When General Motors revealed the hybrid Chevrolet Corvette E Ray, the most pressing question was… where is the pure electric variant? There isn’t going to be an all-electric Corvette because engineers cited performance concerns and opted instead for Hybrid power. The actual term engineers use to describe Hybrids is electrically assisted, kind of like a traditional turbo boost, but much more efficient and powerful. The mid-mounted naturally aspirated 6.2-litre V8 is joined by a front-mounted electric motor, and the combined power output surges from 495bhp to 646bhp. Thankfully Chevrolet engineers opted for a Hybrid powertrain and not plug-in hybrid. Meaning that energy recovery is reclaimed by regenerative braking and coasting.
However the battery pack is tiny, 1.9kWh tiny which means pure electric propulsion is limited to crawl speed and or up to 40mph for no more than 1 mile. But at least you don’t have to plug-in and recharge. Under certain driving conditions, such as motorway cruising, the Corvette’s hybrid powertrain is able to deactivate four of its eight cylinders to maximize efficiency.
Yes, the Corvette Hybrid has a classic supercar top speed and the hybrid system boosts the 0-62mph time to just 2.5 seconds, but why no pure electric version? For a start, the Corvette is built around a gasoline architecture. Retrofitting a new electric powertrain would have been a costly endeavor meaning re-developing from scratch.

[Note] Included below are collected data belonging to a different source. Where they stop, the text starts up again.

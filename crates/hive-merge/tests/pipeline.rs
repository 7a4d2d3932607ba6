//! End-to-end merge pipeline scenarios

use async_trait::async_trait;
use hive_core::{
    EventBus, EventKind, FileChange, HiveError, IntentContract, MergeConfig, MergeRequest, Result,
};
use hive_merge::{
    AntiSlopDetector, AntiSlopScore, FeatureUnderReview, FileContents, GateKind,
    LocalDirectoryTarget, LocalSandboxProvider, MergeController, MergeResult, MergeState,
    MergeStatus, MergeStore, MergeTarget, SandboxCheckReport, SwarmVerdict, TestSandboxProvider,
    VerificationSwarm,
};
use std::sync::{Arc, Mutex};
use std::time::Duration;
use tempfile::TempDir;
use tokio::sync::Notify;

enum SwarmMode {
    Pass,
    Error,
    Slow(Duration),
    Gated(Arc<Notify>),
}

struct FakeSwarm {
    mode: SwarmMode,
}

#[async_trait]
impl VerificationSwarm for FakeSwarm {
    async fn verify_feature(
        &self,
        _feature: &FeatureUnderReview,
        _files: &FileContents,
    ) -> Result<SwarmVerdict> {
        match &self.mode {
            SwarmMode::Pass => {}
            SwarmMode::Error => {
                return Err(HiveError::Verification("swarm unavailable".to_string()))
            }
            SwarmMode::Slow(delay) => tokio::time::sleep(*delay).await,
            SwarmMode::Gated(gate) => gate.notified().await,
        }
        Ok(SwarmVerdict {
            all_passed: true,
            verdict: "approved".to_string(),
            overall_score: 95.0,
            blockers: Vec::new(),
        })
    }
}

struct FixedScore(f64);

#[async_trait]
impl AntiSlopDetector for FixedScore {
    async fn analyze(&self, _files: &FileContents) -> Result<AntiSlopScore> {
        Ok(AntiSlopScore {
            overall: self.0,
            passes_threshold: self.0 >= 85.0,
        })
    }
}

#[derive(Default)]
struct FakeSandboxes {
    created: Mutex<Vec<String>>,
    destroyed: Mutex<Vec<String>>,
}

#[async_trait]
impl TestSandboxProvider for FakeSandboxes {
    async fn create(&self, request: &MergeRequest) -> Result<String> {
        let id = format!("test-{}", request.id);
        self.created.lock().unwrap().push(id.clone());
        Ok(id)
    }

    async fn apply_changes(&self, _sandbox_id: &str, _files: &[FileChange]) -> Result<()> {
        Ok(())
    }

    async fn run_checks(&self, _sandbox_id: &str) -> Result<SandboxCheckReport> {
        Ok(SandboxCheckReport {
            passed: true,
            output: String::new(),
        })
    }

    async fn destroy(&self, sandbox_id: &str) -> Result<()> {
        self.destroyed.lock().unwrap().push(sandbox_id.to_string());
        Ok(())
    }
}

Corvette did cite that the added weight of an EV architecture would have blunted performance, something they were not willing to sacrifice for the current generation model. The real takeaway here is that a hybrid system is much easier to integrate and less costly. In addition, the weight gains are insignificant compared to a full-fat electric variant.
The next-generation Corvette will surely make the giant leap to an all-electric powertrain unless somebody retrofits a Tesla powertrain. For now, the Corvette E Ray Hybrid is the most technically advanced Corvette to date.